(Prompt)
Search the records for the word "println" and pick out every line that has it.

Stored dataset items

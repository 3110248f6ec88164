use anyhow::{bail, Context, Result};
use clap::{Parser, Subcommand};
use docsearch_core::persist::{load_snapshot, save_snapshot, IndexPaths};
use docsearch_core::{build_snapshot, QueryEngine, SearchOptions, SourceDocument};
use tracing_subscriber::{fmt, EnvFilter};
use walkdir::WalkDir;

use std::fs;
use std::path::{Path, PathBuf};

#[derive(Parser)]
#[command(name = "docsearch-indexer")]
#[command(about = "Build and query the markdown documentation index", long_about = None)]
struct Cli {
    #[command(subcommand)]
    command: Commands,
}

#[derive(Subcommand)]
enum Commands {
    /// Build the index snapshot from a directory of markdown files
    Build {
        /// Documentation root, searched recursively for .md files
        #[arg(long)]
        input: String,
        /// Output index directory
        #[arg(long, default_value = "./index")]
        output: String,
    },
    /// Run a query against a built index and print the JSON response
    Search {
        /// Index directory
        #[arg(long, default_value = "./index")]
        index: String,
        /// Query text
        query: String,
        #[arg(long, default_value_t = 10)]
        limit: usize,
        /// Attach the (truncated) page content to each result
        #[arg(long, default_value_t = false)]
        full_content: bool,
        #[arg(long, default_value_t = 3000)]
        max_content_length: usize,
    },
    /// Print snapshot metadata
    Info {
        #[arg(long, default_value = "./index")]
        index: String,
    },
}

fn main() -> Result<()> {
    fmt().with_env_filter(EnvFilter::from_default_env()).with_writer(std::io::stderr).init();
    let cli = Cli::parse();

    match cli.command {
        Commands::Build { input, output } => build_index(&input, &output),
        Commands::Search { index, query, limit, full_content, max_content_length } => {
            let opts = SearchOptions { limit, include_full_content: full_content, max_content_length };
            let engine = QueryEngine::from_file(IndexPaths::new(&index).snapshot());
            let resp = engine.search(&query, &opts)?;
            println!("{}", serde_json::to_string_pretty(&resp)?);
            Ok(())
        }
        Commands::Info { index } => {
            let snapshot = load_snapshot(&IndexPaths::new(&index).snapshot())?;
            println!("version:    {}", snapshot.version);
            println!("built:      {}", snapshot.build_date);
            println!("documents:  {}", snapshot.document_count);
            Ok(())
        }
    }
}

fn build_index(input: &str, output: &str) -> Result<()> {
    let input_path = Path::new(input);
    let out_paths = IndexPaths::new(output);

    tracing::info!(input, "reading markdown files");
    let files = discover_markdown(input_path)?;
    tracing::info!(count = files.len(), "found markdown files");

    let total = files.len();
    let mut documents: Vec<SourceDocument> = Vec::with_capacity(total);
    for (i, (abs, rel)) in files.into_iter().enumerate() {
        let content = fs::read_to_string(&abs).with_context(|| format!("reading {}", abs.display()))?;
        documents.push(SourceDocument::from_markdown(rel, content));
        if (i + 1) % 50 == 0 || i + 1 == total {
            tracing::info!(processed = i + 1, total, "processing files");
        }
    }

    let snapshot = build_snapshot(documents)
        .with_context(|| format!("building index from {}", input_path.display()))?;
    let bytes = save_snapshot(&out_paths, &snapshot)?;

    tracing::info!(
        documents = snapshot.document_count,
        size_kb = (bytes + 512) / 1024,
        location = %out_paths.snapshot().display(),
        "index build complete"
    );
    Ok(())
}

/// Markdown files under `root`, sorted by name, as (absolute, corpus-relative) pairs.
fn discover_markdown(root: &Path) -> Result<Vec<(PathBuf, String)>> {
    if !root.is_dir() {
        bail!("documentation directory not found: {}", root.display());
    }
    let mut files = Vec::new();
    for entry in WalkDir::new(root).sort_by_file_name() {
        let entry = match entry {
            Ok(e) => e,
            Err(e) => {
                tracing::warn!(error = %e, "skipping directory entry");
                continue;
            }
        };
        let p = entry.path();
        if !entry.file_type().is_file() || !is_markdown(p) {
            continue;
        }
        let rel = p
            .strip_prefix(root)
            .unwrap_or(p)
            .components()
            .map(|c| c.as_os_str().to_string_lossy())
            .collect::<Vec<_>>()
            .join("/");
        files.push((p.to_path_buf(), rel));
    }
    Ok(files)
}

fn is_markdown(p: &Path) -> bool {
    matches!(p.extension().and_then(|s| s.to_str()), Some("md" | "markdown"))
}

#[cfg(test)]
mod tests {
    use super::*;
    use tempfile::tempdir;

    #[test]
    fn discovers_nested_markdown_sorted() {
        let dir = tempdir().unwrap();
        fs::create_dir_all(dir.path().join("b/nested")).unwrap();
        fs::write(dir.path().join("z.md"), "# Z").unwrap();
        fs::write(dir.path().join("a.md"), "# A").unwrap();
        fs::write(dir.path().join("b/nested/c.markdown"), "# C").unwrap();
        fs::write(dir.path().join("b/ignore.txt"), "nope").unwrap();

        let rels: Vec<String> = discover_markdown(dir.path()).unwrap().into_iter().map(|(_, r)| r).collect();
        assert_eq!(rels, vec!["a.md", "b/nested/c.markdown", "z.md"]);
    }

    #[test]
    fn missing_input_is_fatal() {
        let dir = tempdir().unwrap();
        assert!(discover_markdown(&dir.path().join("missing")).is_err());
    }

    #[test]
    fn empty_corpus_fails_build() {
        let dir = tempdir().unwrap();
        let out = dir.path().join("out");
        let err = build_index(dir.path().to_str().unwrap(), out.to_str().unwrap()).unwrap_err();
        assert!(err.root_cause().to_string().contains("no documents"));
        assert!(!out.join("docs-index.json").exists());
    }

    #[test]
    fn build_writes_loadable_snapshot() {
        let dir = tempdir().unwrap();
        let docs = dir.path().join("docs");
        fs::create_dir_all(&docs).unwrap();
        fs::write(docs.join("open.md"), "# OPEN\nOpens a channel.").unwrap();
        fs::write(docs.join("untitled.md"), "no heading").unwrap();
        let out = dir.path().join("index");

        build_index(docs.to_str().unwrap(), out.to_str().unwrap()).unwrap();
        let snapshot = load_snapshot(&IndexPaths::new(&out).snapshot()).unwrap();
        assert_eq!(snapshot.document_count, 2);
        assert_eq!(snapshot.documents[0].title, "OPEN");
        assert_eq!(snapshot.documents[1].title, "untitled");
        assert_eq!(snapshot.documents[1].path, "untitled.md");
    }

    #[test]
    fn non_utf8_file_aborts_build() {
        let dir = tempdir().unwrap();
        let docs = dir.path().join("docs");
        fs::create_dir_all(&docs).unwrap();
        fs::write(docs.join("a.md"), "# A\nfine").unwrap();
        fs::write(docs.join("b.md"), [0xff, 0xfe, 0x00, 0x80]).unwrap();
        let out = dir.path().join("index");

        let err = build_index(docs.to_str().unwrap(), out.to_str().unwrap()).unwrap_err();
        assert!(err.to_string().contains("b.md"), "{err:#}");
        assert!(!out.join("docs-index.json").exists());
    }
}
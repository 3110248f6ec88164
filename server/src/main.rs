use anyhow::Result;
use clap::Parser;
use docsearch_core::persist::IndexPaths;
use docsearch_core::QueryEngine;
use docsearch_server::build_app;
use std::net::SocketAddr;
use std::sync::Arc;
use tokio::net::TcpListener;
use tracing_subscriber::{fmt, EnvFilter};

#[derive(Parser)]
struct Args {
    /// Index directory path
    #[arg(long, env = "DOCSEARCH_INDEX", default_value = "./index")]
    index: String,
    /// Host to bind
    #[arg(long, env = "DOCSEARCH_HOST", default_value = "0.0.0.0")]
    host: String,
    /// Port to bind
    #[arg(long, env = "DOCSEARCH_PORT", default_value_t = 8080)]
    port: u16,
    /// Build the index at startup instead of on the first query
    #[arg(long, default_value_t = false)]
    eager: bool,
}

#[tokio::main]
async fn main() -> Result<()> {
    fmt().with_env_filter(EnvFilter::from_default_env()).init();
    let args = Args::parse();

    // Lives for the whole process; dropped on shutdown.
    let engine = Arc::new(QueryEngine::from_file(IndexPaths::new(&args.index).snapshot()));
    if args.eager {
        let engine = Arc::clone(&engine);
        tokio::task::spawn_blocking(move || engine.load()).await??;
    }
    let app = build_app(engine);

    let addr: SocketAddr = format!("{}:{}", args.host, args.port).parse()?;
    let listener = TcpListener::bind(addr).await?;
    tracing::info!(%addr, index = %args.index, "server listening");
    axum::serve(listener, app).await?;
    Ok(())
}
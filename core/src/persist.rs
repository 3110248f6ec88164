use crate::error::{LoadError, PersistError};
use crate::snapshot::Snapshot;
use std::fs::{create_dir_all, File};
use std::io::{ErrorKind, Read, Write};
use std::path::{Path, PathBuf};

pub const SNAPSHOT_FILE: &str = "docs-index.json";

pub struct IndexPaths {
    pub root: PathBuf,
}

impl IndexPaths {
    pub fn new<P: AsRef<Path>>(root: P) -> Self {
        Self { root: root.as_ref().to_path_buf() }
    }
    pub fn snapshot(&self) -> PathBuf { self.root.join(SNAPSHOT_FILE) }
}

/// Write the snapshot as pretty JSON, returning the number of bytes written.
pub fn save_snapshot(paths: &IndexPaths, snapshot: &Snapshot) -> Result<u64, PersistError> {
    let io_err = |source: std::io::Error| PersistError::Io { path: paths.snapshot(), source };
    create_dir_all(&paths.root).map_err(io_err)?;
    let json = serde_json::to_string_pretty(snapshot)?;
    let mut f = File::create(paths.snapshot()).map_err(io_err)?;
    f.write_all(json.as_bytes()).map_err(io_err)?;
    Ok(json.len() as u64)
}

/// Read, parse and validate a snapshot file.
pub fn load_snapshot(path: &Path) -> Result<Snapshot, LoadError> {
    let mut f = File::open(path).map_err(|e| match e.kind() {
        ErrorKind::NotFound => LoadError::Missing { path: path.to_path_buf() },
        _ => LoadError::Unreadable { path: path.to_path_buf(), message: e.to_string() },
    })?;
    let mut buf = String::new();
    f.read_to_string(&mut buf)
        .map_err(|e| LoadError::Unreadable { path: path.to_path_buf(), message: e.to_string() })?;
    let snapshot: Snapshot = serde_json::from_str(&buf)
        .map_err(|e| LoadError::Malformed { message: e.to_string() })?;
    snapshot.validate()?;
    Ok(snapshot)
}

#[cfg(test)]
mod tests {
    use super::*;
    use crate::builder::{build_snapshot, SourceDocument};
    use tempfile::tempdir;

    #[test]
    fn save_then_load() {
        let dir = tempdir().unwrap();
        let paths = IndexPaths::new(dir.path().join("data"));
        let snap = build_snapshot(vec![SourceDocument::from_markdown("a.md", "# A\nbody")]).unwrap();
        let bytes = save_snapshot(&paths, &snap).unwrap();
        assert!(bytes > 0);
        assert_eq!(load_snapshot(&paths.snapshot()).unwrap(), snap);
    }

    #[test]
    fn missing_file() {
        let dir = tempdir().unwrap();
        let err = load_snapshot(&dir.path().join("nope.json")).unwrap_err();
        assert!(err.is_missing());
        assert!(err.to_string().contains("docsearch-indexer build"));
    }

    #[test]
    fn missing_field_is_named() {
        let dir = tempdir().unwrap();
        let path = dir.path().join(SNAPSHOT_FILE);
        std::fs::write(&path, r#"{"version":"1.0.0","buildDate":"x","documentCount":1,"documents":[{"id":0,"path":"a.md","content":"","headings":[],"searchText":""}]}"#).unwrap();
        match load_snapshot(&path) {
            Err(LoadError::Malformed { message }) => assert!(message.contains("title"), "{message}"),
            other => panic!("unexpected {other:?}"),
        }
    }

    #[test]
    fn not_json() {
        let dir = tempdir().unwrap();
        let path = dir.path().join(SNAPSHOT_FILE);
        std::fs::write(&path, "garbage").unwrap();
        assert!(matches!(load_snapshot(&path), Err(LoadError::Malformed { .. })));
    }
}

(Answer to the problem)
            println!("{}", serde_json::to_string_pretty(&resp)?);
            println!("version:    {}", snapshot.version);
            println!("built:      {}", snapshot.build_date);
            println!("documents:  {}", snapshot.document_count);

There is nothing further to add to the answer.